EXERCISE:
Report how many lines below include "derive", giving the figure alone.

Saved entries
____________
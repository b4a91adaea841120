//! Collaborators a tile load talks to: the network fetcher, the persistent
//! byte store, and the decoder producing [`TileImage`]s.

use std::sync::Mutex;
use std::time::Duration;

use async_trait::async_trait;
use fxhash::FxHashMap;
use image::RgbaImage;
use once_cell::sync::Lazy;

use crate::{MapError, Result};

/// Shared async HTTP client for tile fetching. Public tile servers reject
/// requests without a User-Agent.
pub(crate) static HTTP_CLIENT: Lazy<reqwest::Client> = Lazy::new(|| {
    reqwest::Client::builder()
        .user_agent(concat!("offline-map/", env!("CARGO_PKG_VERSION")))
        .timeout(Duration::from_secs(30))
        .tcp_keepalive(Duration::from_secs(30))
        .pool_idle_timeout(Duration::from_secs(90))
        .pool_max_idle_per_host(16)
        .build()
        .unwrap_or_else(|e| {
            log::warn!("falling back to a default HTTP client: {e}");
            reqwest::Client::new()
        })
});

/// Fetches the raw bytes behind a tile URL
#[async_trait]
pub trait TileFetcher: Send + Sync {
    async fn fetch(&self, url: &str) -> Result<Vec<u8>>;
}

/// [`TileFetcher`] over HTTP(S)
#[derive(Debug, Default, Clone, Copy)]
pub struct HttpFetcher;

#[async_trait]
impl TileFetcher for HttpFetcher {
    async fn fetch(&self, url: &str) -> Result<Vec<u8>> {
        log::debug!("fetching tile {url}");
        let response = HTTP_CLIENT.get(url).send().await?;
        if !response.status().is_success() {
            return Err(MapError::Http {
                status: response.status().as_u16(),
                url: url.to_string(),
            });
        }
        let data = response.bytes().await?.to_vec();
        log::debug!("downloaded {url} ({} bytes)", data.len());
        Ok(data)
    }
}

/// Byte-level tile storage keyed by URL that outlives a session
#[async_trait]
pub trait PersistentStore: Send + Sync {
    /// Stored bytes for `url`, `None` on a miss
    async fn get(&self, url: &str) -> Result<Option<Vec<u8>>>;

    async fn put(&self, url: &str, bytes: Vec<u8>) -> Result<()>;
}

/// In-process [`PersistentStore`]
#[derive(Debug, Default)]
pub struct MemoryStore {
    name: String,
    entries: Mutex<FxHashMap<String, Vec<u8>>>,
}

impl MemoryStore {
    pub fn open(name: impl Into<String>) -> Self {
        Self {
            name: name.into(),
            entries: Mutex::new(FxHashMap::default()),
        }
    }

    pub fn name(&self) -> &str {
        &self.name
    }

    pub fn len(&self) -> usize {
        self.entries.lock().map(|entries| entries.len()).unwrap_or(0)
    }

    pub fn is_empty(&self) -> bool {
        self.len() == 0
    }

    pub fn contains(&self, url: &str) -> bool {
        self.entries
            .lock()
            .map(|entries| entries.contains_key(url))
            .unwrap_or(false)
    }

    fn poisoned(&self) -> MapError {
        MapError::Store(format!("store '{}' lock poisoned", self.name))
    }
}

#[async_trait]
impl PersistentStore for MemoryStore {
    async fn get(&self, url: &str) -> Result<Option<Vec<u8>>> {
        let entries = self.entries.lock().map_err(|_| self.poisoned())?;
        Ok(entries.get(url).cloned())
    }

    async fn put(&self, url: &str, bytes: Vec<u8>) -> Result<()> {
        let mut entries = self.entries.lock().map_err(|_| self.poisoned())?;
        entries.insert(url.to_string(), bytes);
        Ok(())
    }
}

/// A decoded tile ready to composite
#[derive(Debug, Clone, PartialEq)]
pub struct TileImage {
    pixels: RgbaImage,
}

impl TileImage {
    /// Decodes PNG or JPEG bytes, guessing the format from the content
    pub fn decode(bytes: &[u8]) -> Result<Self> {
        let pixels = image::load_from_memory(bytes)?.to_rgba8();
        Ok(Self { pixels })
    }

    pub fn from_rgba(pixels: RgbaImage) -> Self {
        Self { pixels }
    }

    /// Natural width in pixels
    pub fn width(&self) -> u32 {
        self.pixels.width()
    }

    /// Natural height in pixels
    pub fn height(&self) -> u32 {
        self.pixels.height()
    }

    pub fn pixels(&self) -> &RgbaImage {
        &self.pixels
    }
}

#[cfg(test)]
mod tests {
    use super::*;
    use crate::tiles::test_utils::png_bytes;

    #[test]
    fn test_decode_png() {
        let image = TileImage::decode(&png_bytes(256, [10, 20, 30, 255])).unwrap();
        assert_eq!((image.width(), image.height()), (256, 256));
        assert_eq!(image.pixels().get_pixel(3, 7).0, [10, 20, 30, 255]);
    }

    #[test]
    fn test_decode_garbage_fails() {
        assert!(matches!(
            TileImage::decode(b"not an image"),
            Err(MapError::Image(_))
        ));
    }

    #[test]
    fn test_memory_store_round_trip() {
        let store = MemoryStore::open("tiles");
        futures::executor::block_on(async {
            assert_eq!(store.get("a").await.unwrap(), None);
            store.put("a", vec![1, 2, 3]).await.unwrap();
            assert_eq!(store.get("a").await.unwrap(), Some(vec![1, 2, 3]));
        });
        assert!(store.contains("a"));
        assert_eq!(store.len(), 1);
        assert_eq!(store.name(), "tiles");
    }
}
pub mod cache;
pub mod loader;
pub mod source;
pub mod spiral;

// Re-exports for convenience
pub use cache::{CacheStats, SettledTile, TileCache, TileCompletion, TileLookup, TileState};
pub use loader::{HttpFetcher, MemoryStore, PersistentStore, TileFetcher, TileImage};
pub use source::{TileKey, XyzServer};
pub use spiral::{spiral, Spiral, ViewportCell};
____________
RESULT FOR THIS EXERCISE:
3